(Given data)

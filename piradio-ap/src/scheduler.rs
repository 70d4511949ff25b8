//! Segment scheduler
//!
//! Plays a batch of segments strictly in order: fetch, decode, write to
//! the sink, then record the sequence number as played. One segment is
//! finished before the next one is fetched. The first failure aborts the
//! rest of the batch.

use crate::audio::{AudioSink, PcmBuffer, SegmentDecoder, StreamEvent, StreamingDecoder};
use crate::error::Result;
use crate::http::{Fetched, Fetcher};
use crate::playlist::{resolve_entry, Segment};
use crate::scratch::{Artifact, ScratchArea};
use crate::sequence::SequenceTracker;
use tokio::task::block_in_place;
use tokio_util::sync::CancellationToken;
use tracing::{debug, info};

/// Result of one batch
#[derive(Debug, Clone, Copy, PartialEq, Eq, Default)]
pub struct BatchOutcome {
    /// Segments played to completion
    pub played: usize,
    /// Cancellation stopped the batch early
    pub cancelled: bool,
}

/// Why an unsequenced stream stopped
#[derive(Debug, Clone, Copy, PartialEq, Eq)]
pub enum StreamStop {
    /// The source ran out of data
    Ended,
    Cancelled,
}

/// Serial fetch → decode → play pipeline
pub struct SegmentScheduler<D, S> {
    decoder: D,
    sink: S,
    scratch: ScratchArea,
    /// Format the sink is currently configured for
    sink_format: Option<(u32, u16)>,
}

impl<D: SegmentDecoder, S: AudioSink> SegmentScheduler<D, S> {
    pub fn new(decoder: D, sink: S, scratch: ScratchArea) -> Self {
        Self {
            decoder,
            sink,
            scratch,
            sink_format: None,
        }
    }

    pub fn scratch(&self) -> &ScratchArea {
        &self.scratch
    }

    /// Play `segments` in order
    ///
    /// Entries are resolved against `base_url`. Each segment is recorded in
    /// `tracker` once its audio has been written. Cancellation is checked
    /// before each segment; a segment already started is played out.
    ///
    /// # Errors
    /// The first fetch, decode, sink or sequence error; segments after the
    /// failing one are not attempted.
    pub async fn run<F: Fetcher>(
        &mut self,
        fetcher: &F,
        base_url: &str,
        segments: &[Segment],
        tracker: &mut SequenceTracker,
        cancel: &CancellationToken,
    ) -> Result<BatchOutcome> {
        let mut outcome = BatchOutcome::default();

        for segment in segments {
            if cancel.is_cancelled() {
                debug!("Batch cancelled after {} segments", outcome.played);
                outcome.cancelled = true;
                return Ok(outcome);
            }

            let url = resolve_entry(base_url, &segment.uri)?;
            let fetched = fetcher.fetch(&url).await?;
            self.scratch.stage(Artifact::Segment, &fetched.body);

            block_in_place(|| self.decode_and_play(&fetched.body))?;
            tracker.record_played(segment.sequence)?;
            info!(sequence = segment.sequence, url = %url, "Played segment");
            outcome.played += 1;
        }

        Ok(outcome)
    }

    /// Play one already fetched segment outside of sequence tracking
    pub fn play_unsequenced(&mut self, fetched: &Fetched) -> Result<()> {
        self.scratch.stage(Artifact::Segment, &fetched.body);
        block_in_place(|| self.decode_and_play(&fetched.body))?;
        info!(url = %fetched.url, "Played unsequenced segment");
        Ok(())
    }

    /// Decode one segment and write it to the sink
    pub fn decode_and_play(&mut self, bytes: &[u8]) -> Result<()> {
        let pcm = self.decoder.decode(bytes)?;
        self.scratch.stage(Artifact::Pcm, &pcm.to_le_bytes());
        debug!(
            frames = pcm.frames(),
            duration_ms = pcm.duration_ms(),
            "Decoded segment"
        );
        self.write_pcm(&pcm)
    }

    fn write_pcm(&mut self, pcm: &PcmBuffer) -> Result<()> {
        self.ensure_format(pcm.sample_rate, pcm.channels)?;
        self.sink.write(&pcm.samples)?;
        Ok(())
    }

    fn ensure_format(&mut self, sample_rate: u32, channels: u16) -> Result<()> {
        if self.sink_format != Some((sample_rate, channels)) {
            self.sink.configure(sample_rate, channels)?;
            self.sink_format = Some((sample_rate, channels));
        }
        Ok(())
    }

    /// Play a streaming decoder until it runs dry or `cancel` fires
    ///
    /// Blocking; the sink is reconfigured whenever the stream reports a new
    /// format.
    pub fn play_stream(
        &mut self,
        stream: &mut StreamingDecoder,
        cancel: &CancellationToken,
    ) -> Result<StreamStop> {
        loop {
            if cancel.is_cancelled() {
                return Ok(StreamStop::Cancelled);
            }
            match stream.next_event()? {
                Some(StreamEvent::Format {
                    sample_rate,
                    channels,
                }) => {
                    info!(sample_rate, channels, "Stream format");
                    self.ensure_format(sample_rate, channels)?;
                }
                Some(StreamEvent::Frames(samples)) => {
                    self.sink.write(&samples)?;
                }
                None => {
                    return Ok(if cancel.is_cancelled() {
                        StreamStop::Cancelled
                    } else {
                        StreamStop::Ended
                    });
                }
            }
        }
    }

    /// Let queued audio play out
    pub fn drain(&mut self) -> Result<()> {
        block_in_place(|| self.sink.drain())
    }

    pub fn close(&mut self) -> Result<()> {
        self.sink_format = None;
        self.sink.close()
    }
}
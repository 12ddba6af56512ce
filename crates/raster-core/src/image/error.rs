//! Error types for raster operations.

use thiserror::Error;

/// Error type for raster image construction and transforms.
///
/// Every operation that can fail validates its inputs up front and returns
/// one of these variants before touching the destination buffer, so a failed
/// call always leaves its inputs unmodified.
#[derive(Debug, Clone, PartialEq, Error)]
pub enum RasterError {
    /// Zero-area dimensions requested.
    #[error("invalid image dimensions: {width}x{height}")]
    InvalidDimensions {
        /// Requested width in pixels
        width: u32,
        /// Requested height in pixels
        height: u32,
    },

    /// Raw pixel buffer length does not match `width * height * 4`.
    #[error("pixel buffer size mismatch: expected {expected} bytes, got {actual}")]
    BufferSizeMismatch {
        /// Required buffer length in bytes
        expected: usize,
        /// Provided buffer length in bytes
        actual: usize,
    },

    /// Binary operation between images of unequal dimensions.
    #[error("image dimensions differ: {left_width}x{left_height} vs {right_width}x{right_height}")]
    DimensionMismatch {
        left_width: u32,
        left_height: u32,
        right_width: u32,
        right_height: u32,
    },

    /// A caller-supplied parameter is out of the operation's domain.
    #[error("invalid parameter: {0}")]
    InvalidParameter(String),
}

(End Given data)

**Exercise description:** Whenever "body" shows up in a line of the listing, copy that whole line.

**Output of the exercise:**
            self.scratch.stage(Artifact::Segment, &fetched.body);
            block_in_place(|| self.decode_and_play(&fetched.body))?;
        self.scratch.stage(Artifact::Segment, &fetched.body);
        block_in_place(|| self.decode_and_play(&fetched.body))?;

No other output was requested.